Пастухи Феокрита не фантастические пастыри; они настоящие пастухи. Они не бездельничают, они пасут свои стада на каменистых пастбищах Сицилии, которые крутыми тропинками спускаются к морю. Эта профессия не синекура. Скотина иногда убегает, они призывают ее к порядку местным междометием «sitta» – призывный крик, соответствующий междометию «aria» из песни коровьих пастухов. Так, Коридон бежит за своими телятами, которые спустились с пастбища в оливковый сад и гложут ветви деревьев. На бегу он занозил себе ногу колючкой дрока.

Пастухам приходится, кроме того, гонять скотину к водопою, им известны все родники своей округи. Не забыто также и доение. Здесь и различная посуда, которой пользуются пастухи то для доения, то для хранения молока, то для питья, так же как различные плетеные корзины; вся эта утварь имеет свои названия, соответствующие ее форме и назначению.

Феокрит описывает также одежду своих пастухов: это шкура животных или одежда из шерсти овец. «У тебя же от шкур от козлиных запах прескверный идет, да не лучше и сам ты воняешь», – говорит Лакон Комату. Создавая то, что критика называет «местным колоритом», Феокрит уделяет немало внимания запахам тех мест, настоящим запахам стад и крестьян.

Правдивость изображения распространяется также на жилье пастухов, на характеристики сицилийских нравов или нравов Южной Италии. Во время теплого сезона пастухи не покидают гор, переходят с одного горного пастбища на другое и спят под открытым небом, но у них есть также пещеры, где они устраивают свою кухню, и так они ведут наполовину пещерный образ жизни, еще не забытый в Калабрии.

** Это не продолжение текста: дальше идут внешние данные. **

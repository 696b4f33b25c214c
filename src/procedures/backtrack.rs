//! Recovery from a conflict.
//!
//! # Overview
//!
//! A backtrack clears every assignment above some target level, and then makes an assignment from an analysed clause, so the clause is no longer violated.
//!
//! The target level and the assignment made depend on the [kind](BacktrackKind) of the clause:
//!
//! - If the clause is a UIP, the target level is the greatest level of the clause other than that of the single top literal, or zero if there is no such level.
//!   After the backtrack, the top literal is the only literal of the clause without a value, and the literal is set by clausal propagation at the target level.
//! - If the clause is a semantic split, the target level is one below the level of the top literals.
//!   After the backtrack, the atom of the first literal without a value is decided with the polarity of the literal, at a fresh level.
//!
//! # Soundness
//!
//! Backtracking is only sound for a clause which is backtrackable on the current valuation, as determined through [analysis](crate::procedures::analysis).
//! Backtracking with any other clause is an error in the library, and so leads to a panic.

use crate::{
    context::Context,
    db::{trail::Reason, ClauseKey, LevelIndex},
    dispatch::{
        library::delta::{self, Delta},
        macros::dispatch_delta,
        Dispatch,
    },
    misc::log::targets::{self},
    structures::{clause::Clause, value::Value},
    types::err::{self},
};

/// The kind of a backtrackable clause.
#[derive(Clone, Copy, Debug, PartialEq, Eq)]
pub enum BacktrackKind {
    /// The clause has a single top literal.
    UIP,

    /// The top literals of the clause were each assigned by semantic evaluation.
    SemanticSplit,
}

impl Context {
    /// The target level and kind of a backtrack with the clause.
    ///
    /// # Panics
    /// If the clause is empty, or is neither a UIP nor a semantic split.
    pub fn backtrack_level_kind(
        &self,
        clause: &Clause,
    ) -> Result<(LevelIndex, BacktrackKind), err::ErrorKind> {
        if clause.is_empty() {
            panic!("! Attempted search for a backtrack level on an empty clause");
        }
        let top = self.top_literals(clause)?;

        if top.literals.len() == 1 {
            let mut target = 0;
            for literal in clause.iter() {
                if top.literals.contains(literal) {
                    continue;
                }
                if let Some(level) = self.trail.level_of(literal.atom()) {
                    target = std::cmp::max(target, level);
                }
            }
            Ok((target, BacktrackKind::UIP))
        } else {
            let semantic_split = top.level > 0
                && top.literals.iter().all(|literal| {
                    self.trail.reason_of(literal.atom()) == Some(Reason::SemanticEvaluation)
                });
            if !semantic_split {
                panic!("! Backtrack with {clause}, which is neither a UIP nor a semantic split");
            }
            Ok((top.level - 1, BacktrackKind::SemanticSplit))
        }
    }

    /// Clears every level above `target`.
    ///
    /// Nothing happens if `target` is at or above the current level.
    pub fn backtrack(&mut self, target: LevelIndex) {
        let from = self.trail.level();
        if target >= from {
            return;
        }
        let cleared = self.unset_atoms(target);
        log::trace!(target: targets::BACKTRACK, "Backtrack from {from} to {target}, clearing {cleared} assignments");
    }

    /// Backtracks with a stored clause, and makes an assignment from the clause.
    ///
    /// For details, see [procedures::backtrack](crate::procedures::backtrack).
    ///
    /// # Panics
    /// If, on a UIP, the backtrack does not leave exactly one literal of the clause without a value.
    pub fn backtrack_with(&mut self, key: ClauseKey) -> Result<BacktrackKind, err::ErrorKind> {
        let clause = self.clause_db.get(key)?.clone();
        let (target, kind) = self.backtrack_level_kind(&clause)?;

        let from = self.trail.level();
        self.backtrack(target);
        dispatch_delta!(
            self,
            Delta::Trail(delta::Trail::Backtrack {
                from,
                to: target,
                kind,
            })
        );

        let mut unvalued = clause
            .iter()
            .filter(|literal| self.trail.entry(literal.atom()).is_none());

        match kind {
            BacktrackKind::UIP => {
                let asserted = unvalued.next().copied();
                let remaining = unvalued.count();
                let Some(literal) = asserted.filter(|_| remaining == 0) else {
                    panic!("! Backtrack with {clause} did not leave a single literal without a value");
                };

                log::trace!(target: targets::BACKTRACK, "UIP {clause} asserts {literal} at {target}");
                // The literal has no value, so there is no conflict.
                if let Err(conflict) = self.clausal_propagate(key, literal) {
                    panic!("! Conflict {conflict:?} on an asserted literal without a value");
                }
            }

            BacktrackKind::SemanticSplit => {
                let Some(literal) = unvalued.next().copied() else {
                    panic!("! Semantic split with {clause} left no literal without a value");
                };
                log::trace!(target: targets::BACKTRACK, "Semantic split {clause} decides {literal}");
                self.decide(literal.atom(), Value::Bool(literal.polarity()));
            }
        }

        Ok(kind)
    }
}
//! Various procedures for mutating a context.
//!
//! For the most part these are methods accessed via a context, and primarily placed here for documentation.

pub mod analysis;
pub mod assignment;
pub mod backtrack;
pub mod decision;
pub mod propagation;
pub mod solve;
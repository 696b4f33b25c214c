/*!
The trail of assignments.

Each assignment on the trail is an [Entry], noting:
- The value assigned.
- The decision level of the assignment.
- The [Reason] for the assignment.
- The position of the assignment, a count of assignments made before the assignment.

At most one entry exists for an atom.

Assignments are grouped by level.
A semantic evaluation is made at the greatest level of the variables evaluated, which may be below the current level, and so the positions of entries are not ordered by level.

# Soundness
The trail records assignments, and nothing more.
Clearing levels from the trail does not clear the values held in the variable and clause databases, and those values should be cleared with the atoms returned.
*/

use std::collections::HashMap;

use crate::{
    db::{ClauseKey, LevelIndex},
    misc::log::targets,
    structures::{atom::Atom, value::Value},
};

/// The reason for an assignment.
#[derive(Clone, Copy, Debug, PartialEq, Eq)]
pub enum Reason {
    /// A decision.
    Decided,

    /// Unit propagation of the clause.
    ClausalPropagation(ClauseKey),

    /// Evaluation or propagation of a theory atom.
    SemanticEvaluation,
}

#[derive(Clone, Copy, Debug, PartialEq)]
pub struct Entry {
    pub value: Value,
    pub level: LevelIndex,
    pub reason: Reason,
    pub position: usize,
}

pub struct Trail {
    entries: HashMap<Atom, Entry>,

    /// The atoms assigned at each level, with levels[0] the atoms assigned at level zero.
    levels: Vec<Vec<Atom>>,

    /// The position of the next assignment.
    position: usize,
}

impl Default for Trail {
    fn default() -> Self {
        Trail {
            entries: HashMap::default(),
            levels: vec![Vec::default()],
            position: 0,
        }
    }
}

impl Trail {
    /// The current level.
    pub fn level(&self) -> LevelIndex {
        (self.levels.len() - 1) as LevelIndex
    }

    /// Opens a fresh level, and returns the index of the level.
    pub fn open_level(&mut self) -> LevelIndex {
        self.levels.push(Vec::default());
        self.level()
    }

    /// Records an assignment to `atom`.
    ///
    /// # Panics
    /// If `atom` already has an entry, or `level` is above the current level.
    pub fn record(&mut self, atom: Atom, value: Value, reason: Reason, level: LevelIndex) {
        assert!(
            level <= self.level(),
            "! Assignment to {atom} at level {level}, above the current level {}",
            self.level()
        );
        let entry = Entry {
            value,
            level,
            reason,
            position: self.position,
        };
        if self.entries.insert(atom, entry).is_some() {
            panic!("! Assignment to {atom}, which already has a value");
        }
        self.levels[level as usize].push(atom);
        self.position += 1;

        log::trace!(target: targets::TRAIL, "{atom} = {value} at {level} from {reason:?}");
    }

    pub fn entry(&self, atom: Atom) -> Option<&Entry> {
        self.entries.get(&atom)
    }

    pub fn value_of(&self, atom: Atom) -> Option<Value> {
        self.entries.get(&atom).map(|entry| entry.value)
    }

    pub fn level_of(&self, atom: Atom) -> Option<LevelIndex> {
        self.entries.get(&atom).map(|entry| entry.level)
    }

    pub fn reason_of(&self, atom: Atom) -> Option<Reason> {
        self.entries.get(&atom).map(|entry| entry.reason)
    }

    /// A count of assignments.
    pub fn len(&self) -> usize {
        self.entries.len()
    }

    pub fn is_empty(&self) -> bool {
        self.entries.is_empty()
    }

    /// The atoms assigned at `level`, in order of assignment.
    pub fn atoms_at(&self, level: LevelIndex) -> &[Atom] {
        match self.levels.get(level as usize) {
            Some(atoms) => atoms,
            None => &[],
        }
    }

    /// Each atom with an entry, together with the entry.
    pub fn iter(&self) -> impl Iterator<Item = (&Atom, &Entry)> {
        self.entries.iter()
    }

    /// Removes every level above `level`, and returns the entries removed.
    ///
    /// The current level is `level` after the call, if `level` was at most the current level.
    pub fn clear_above(&mut self, level: LevelIndex) -> Vec<(Atom, Entry)> {
        let keep = (level as usize + 1).min(self.levels.len());
        let cleared = self.levels.split_off(keep);

        let mut removed = Vec::default();
        for atom in cleared.into_iter().flatten() {
            if let Some(entry) = self.entries.remove(&atom) {
                removed.push((atom, entry));
            }
        }
        removed
    }
}
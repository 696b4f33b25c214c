/*!
Clauses, canonically ordered sets of literals.

A clause is stored as a sorted sequence of literals without duplicates.
So, two clauses are equal exactly when they contain the same literals, regardless of the order in which the literals were given.

A clause without literals is the empty clause, which is unsatisfiable.

# Resolution

The [resolvent](Clause::resolve) of two clauses over a pivot literal is the union of the literals of the clauses, less the pivot and its negation.

```rust
# use otter_mcsat::structures::{atom::Atom, clause::Clause, literal::Literal};
let p = Literal::new(Atom::Variable(0), true);
let q = Literal::new(Atom::Variable(1), true);
let r = Literal::new(Atom::Variable(2), true);

let c1 = Clause::new([p, q]);
let c2 = Clause::new([-p, r, q]);

assert_eq!(c1.resolve(&c2, p), Clause::new([q, r]));
```
*/

use crate::structures::literal::Literal;

/// A canonically ordered set of literals.
#[derive(Clone, Debug, Default, PartialEq, Eq, Hash)]
pub struct Clause {
    literals: Vec<Literal>,
}

impl Clause {
    pub fn new(literals: impl IntoIterator<Item = Literal>) -> Self {
        let mut literals = literals.into_iter().collect::<Vec<_>>();
        literals.sort_unstable();
        literals.dedup();
        Clause { literals }
    }

    /// The literals of the clause, in canonical order.
    pub fn literals(&self) -> &[Literal] {
        &self.literals
    }

    pub fn iter(&self) -> impl Iterator<Item = &Literal> {
        self.literals.iter()
    }

    pub fn len(&self) -> usize {
        self.literals.len()
    }

    pub fn is_empty(&self) -> bool {
        self.literals.is_empty()
    }

    pub fn contains(&self, literal: &Literal) -> bool {
        self.literals.binary_search(literal).is_ok()
    }

    /// Whether the clause contains some literal and its negation.
    pub fn is_tautology(&self) -> bool {
        self.literals
            .windows(2)
            .any(|pair| pair[0].is_complement(&pair[1]))
    }

    /// The resolvent of the clause and `other` on `pivot`.
    ///
    /// Both `pivot` and the negation of `pivot` are excluded, so it does not matter which clause contains which.
    pub fn resolve(&self, other: &Clause, pivot: Literal) -> Clause {
        let negation = pivot.negate();
        Clause::new(
            self.literals
                .iter()
                .chain(other.literals.iter())
                .copied()
                .filter(|literal| *literal != pivot && *literal != negation),
        )
    }
}

impl std::fmt::Display for Clause {
    fn fmt(&self, f: &mut std::fmt::Formatter<'_>) -> std::fmt::Result {
        write!(f, "{{")?;
        for (index, literal) in self.literals.iter().enumerate() {
            match index {
                0 => write!(f, "{literal}")?,
                _ => write!(f, " {literal}")?,
            }
        }
        write!(f, "}}")
    }
}

impl From<Vec<Literal>> for Clause {
    fn from(literals: Vec<Literal>) -> Self {
        Clause::new(literals)
    }
}

impl From<Literal> for Clause {
    fn from(literal: Literal) -> Self {
        Clause {
            literals: vec![literal],
        }
    }
}

impl FromIterator<Literal> for Clause {
    fn from_iter<T: IntoIterator<Item = Literal>>(iter: T) -> Self {
        Clause::new(iter)
    }
}

#[cfg(test)]
mod tests {
    use super::*;
    use crate::structures::atom::Atom;
    use rand::{rngs::StdRng, Rng, SeedableRng};

    fn literal(index: u32, polarity: bool) -> Literal {
        Literal::new(Atom::Variable(index), polarity)
    }

    #[test]
    fn canonical() {
        let a = Clause::new([literal(2, true), literal(0, false), literal(2, true)]);
        let b = Clause::new([literal(0, false), literal(2, true)]);
        assert_eq!(a, b);
        assert_eq!(a.len(), 2);
        assert!(a.contains(&literal(0, false)));
        assert!(!a.contains(&literal(0, true)));
    }

    #[test]
    fn tautology() {
        assert!(Clause::new([literal(1, true), literal(1, false)]).is_tautology());
        assert!(!Clause::new([literal(1, true), literal(2, false)]).is_tautology());
    }

    #[test]
    fn resolve_to_empty() {
        let p = literal(0, true);
        let resolvent = Clause::from(p).resolve(&Clause::from(-p), p);
        assert!(resolvent.is_empty());
    }

    #[test]
    fn resolution_soundness() {
        let mut rng = StdRng::seed_from_u64(0);

        for _ in 0..500 {
            let pivot = literal(rng.gen_range(0..6), rng.gen_bool(0.5));

            let mut random_clause = |with: Literal| {
                let mut literals = (0..rng.gen_range(0..5))
                    .map(|_| literal(rng.gen_range(0..6), rng.gen_bool(0.5)))
                    .collect::<Vec<_>>();
                literals.push(with);
                Clause::new(literals)
            };

            let c1 = random_clause(pivot);
            let c2 = random_clause(-pivot);
            let resolvent = c1.resolve(&c2, pivot);

            assert!(!resolvent.contains(&pivot));
            assert!(!resolvent.contains(&-pivot));

            let mut deduplicated = resolvent.literals().to_vec();
            deduplicated.dedup();
            assert_eq!(deduplicated.len(), resolvent.len());

            for literal in c1.iter().chain(c2.iter()) {
                if *literal != pivot && *literal != -pivot {
                    assert!(resolvent.contains(literal));
                }
            }
        }
    }
}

Что касается фауны и флоры, то они представлены чрезвычайно богато. Это отнюдь не стилизованный пейзаж, как в пасторалях французского отживающего классицизма, где все породы деревьев, все виды растений объединены каким-нибудь общим термином, вроде «восхитительные рощи» и «мягкие луга». У Феокрита деревья, кустарники, цветы названы своими именами, одновременно точными и музыкальными. Пейзаж не испытывает недостатка также и в птицах (включая и ночных птиц), в насекомых, ящерицах, лягушках. По богатству животной и растительной жизни, представленной в его идиллиях, Феокрит подлинный сын двух великих греческих поэтов, чрезвычайно любивших животных и растения, – Гомера и Аристофана. Не стоит заниматься перечислением. Ясно, что Феокрит – один из тех поэтов, для которых внешний мир – сельская жизнь – существует реально, существует во всем своем великолепии и с силой заставляет нас признавать себя. Это не вергилиевская природа, на которую распространяется меланхолия внутренней жизни, но мир, который мы чувственно воспринимаем, природа, которая дает нам радость бытия, сельская местность, в который мы дышим полной грудью.